— Exercise requirements —
Give back an exact copy of the lines in the records below, from the line that has "let engine = NarrationEngine::builder(config.engine.clone())" through the line that has "to initialize narration", and nothing besides.

-------- The data

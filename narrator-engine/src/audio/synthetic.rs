//! Caption-only playback
//!
//! Used when no audio payload exists or every audio backend failed. There
//! is nothing to hear, so the duration is an estimate and completion comes
//! from a clock.

use crate::audio::backend::{BackendStart, StartParams};
use crate::audio::clock::{ClockHandle, ClockSpec};
use narrator_common::events::BackendKind;
use tracing::debug;

#[derive(Debug, Default, Clone, Copy)]
pub struct SyntheticBackend;

impl SyntheticBackend {
    pub fn kind(&self) -> BackendKind {
        BackendKind::Synthetic
    }

    /// Start a silent clock of `duration_seconds`
    pub fn start(&self, duration_seconds: f64, params: StartParams) -> BackendStart {
        debug!(
            "Starting synthetic playback: {:.3}s from {:.3}s",
            duration_seconds, params.offset_seconds
        );
        let (handle, signals) = ClockHandle::start(ClockSpec {
            duration_seconds,
            offset_seconds: params.offset_seconds,
            muted: params.muted,
            seekable: true,
            duration_known: true,
        });
        BackendStart { handle, signals }
    }
}
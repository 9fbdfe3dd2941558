//! Narrator Engine - Main entry point
//!
//! Runs the narration engine as an HTTP/SSE service with the headless
//! playback backends.

use std::path::PathBuf;
use std::sync::Arc;

use anyhow::{Context, Result};
use clap::Parser;
use tokio::signal;
use tracing::{error, info, warn};
use tracing_subscriber::{layer::SubscriberExt, util::SubscriberInitExt};

use narrator_engine::audio::{HeadlessDecodeBackend, HeadlessElementBackend};
use narrator_engine::config::{Config, ConfigOverrides};
use narrator_engine::playback::NarrationEngine;
use narrator_engine::tts::{HttpSynthesizer, NoopSynthesizer, SpeechSynthesizer};

/// Command-line arguments for narrator-engine
#[derive(Parser, Debug)]
#[command(name = "narrator-engine")]
#[command(about = "Narration playback and caption synchronization service")]
#[command(version)]
struct Args {
    /// Path to TOML config file (falls back to NARRATOR_CONFIG, then the
    /// platform config directory)
    #[arg(short, long)]
    config: Option<PathBuf>,

    /// Port to listen on
    #[arg(short, long, env = "NARRATOR_PORT")]
    port: Option<u16>,

    /// TTS synthesis endpoint
    #[arg(long, env = "NARRATOR_TTS_ENDPOINT")]
    tts_endpoint: Option<String>,

    /// Log level (overridden by RUST_LOG)
    #[arg(long, env = "NARRATOR_LOG_LEVEL")]
    log_level: Option<String>,
}

#[tokio::main]
async fn main() -> Result<()> {
    let args = Args::parse();

    let config_path = narrator_common::config::resolve_config_path(
        args.config.as_deref(),
        "NARRATOR_CONFIG",
        "narrator-engine",
    )
    .context("Failed to resolve config file")?;

    let config = Config::load(
        config_path.as_deref(),
        ConfigOverrides {
            port: args.port,
            tts_endpoint: args.tts_endpoint,
            log_level: args.log_level,
        },
    )
    .context("Failed to load configuration")?;

    // Initialize tracing
    let level = &config.logging.level;
    tracing_subscriber::registry()
        .with(
            tracing_subscriber::EnvFilter::try_from_default_env().unwrap_or_else(|_| {
                format!(
                    "narrator_engine={level},narrator_common={level},tower_http=info",
                    level = level
                )
                .into()
            }),
        )
        .with(tracing_subscriber::fmt::layer())
        .init();

    info!("Starting narrator-engine v{}", env!("CARGO_PKG_VERSION"));
    match &config_path {
        Some(path) => info!("Configuration: {}", path.display()),
        None => info!("Configuration: built-in defaults"),
    }

    let synthesizer: Arc<dyn SpeechSynthesizer> = match &config.tts.endpoint {
        Some(endpoint) => {
            info!("TTS endpoint: {}", endpoint);
            Arc::new(
                HttpSynthesizer::new(endpoint.clone(), config.tts.timeout())
                    .context("Failed to create TTS client")?,
            )
        }
        None => {
            warn!("No TTS endpoint configured; narrations without audio play caption-only");
            Arc::new(NoopSynthesizer)
        }
    };

    let engine = NarrationEngine::builder(config.engine.clone())
        .backend(Arc::new(HeadlessDecodeBackend::new(
            config.headless.decode_context_running,
        )))
        .backend(Arc::new(HeadlessElementBackend::new(
            config.headless.autoplay_requires_gesture,
        )))
        .synthesizer(synthesizer)
        .synthesize_on_miss(config.tts.synthesize_on_miss)
        .build()
        .context("Failed to initialize narration engine")?;
    info!("Narration engine initialized");

    narrator_engine::api::run(&config, engine.clone(), shutdown_signal())
        .await
        .context("HTTP server failed")?;

    engine.stop().await;
    info!("Server shutdown complete");
    Ok(())
}

/// Graceful shutdown signal handler
async fn shutdown_signal() {
    let ctrl_c = async {
        if let Err(e) = signal::ctrl_c().await {
            error!("Failed to install Ctrl+C handler: {}", e);
            std::future::pending::<()>().await;
        }
    };

    #[cfg(unix)]
    let terminate = async {
        match signal::unix::signal(signal::unix::SignalKind::terminate()) {
            Ok(mut sig) => {
                sig.recv().await;
            }
            Err(e) => {
                error!("Failed to install signal handler: {}", e);
                std::future::pending::<()>().await;
            }
        }
    };

    #[cfg(not(unix))]
    let terminate = std::future::pending::<()>();

    tokio::select! {
        _ = ctrl_c => {
            info!("Received Ctrl+C, shutting down");
        },
        _ = terminate => {
            info!("Received terminate signal, shutting down");
        },
    }
}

----------------

— Result of this exercise —
    let engine = NarrationEngine::builder(config.engine.clone())
        .backend(Arc::new(HeadlessDecodeBackend::new(
            config.headless.decode_context_running,
        )))
        .backend(Arc::new(HeadlessElementBackend::new(
            config.headless.autoplay_requires_gesture,
        )))
        .synthesizer(synthesizer)
        .synthesize_on_miss(config.tts.synthesize_on_miss)
        .build()
        .context("Failed to initialize narration engine")?;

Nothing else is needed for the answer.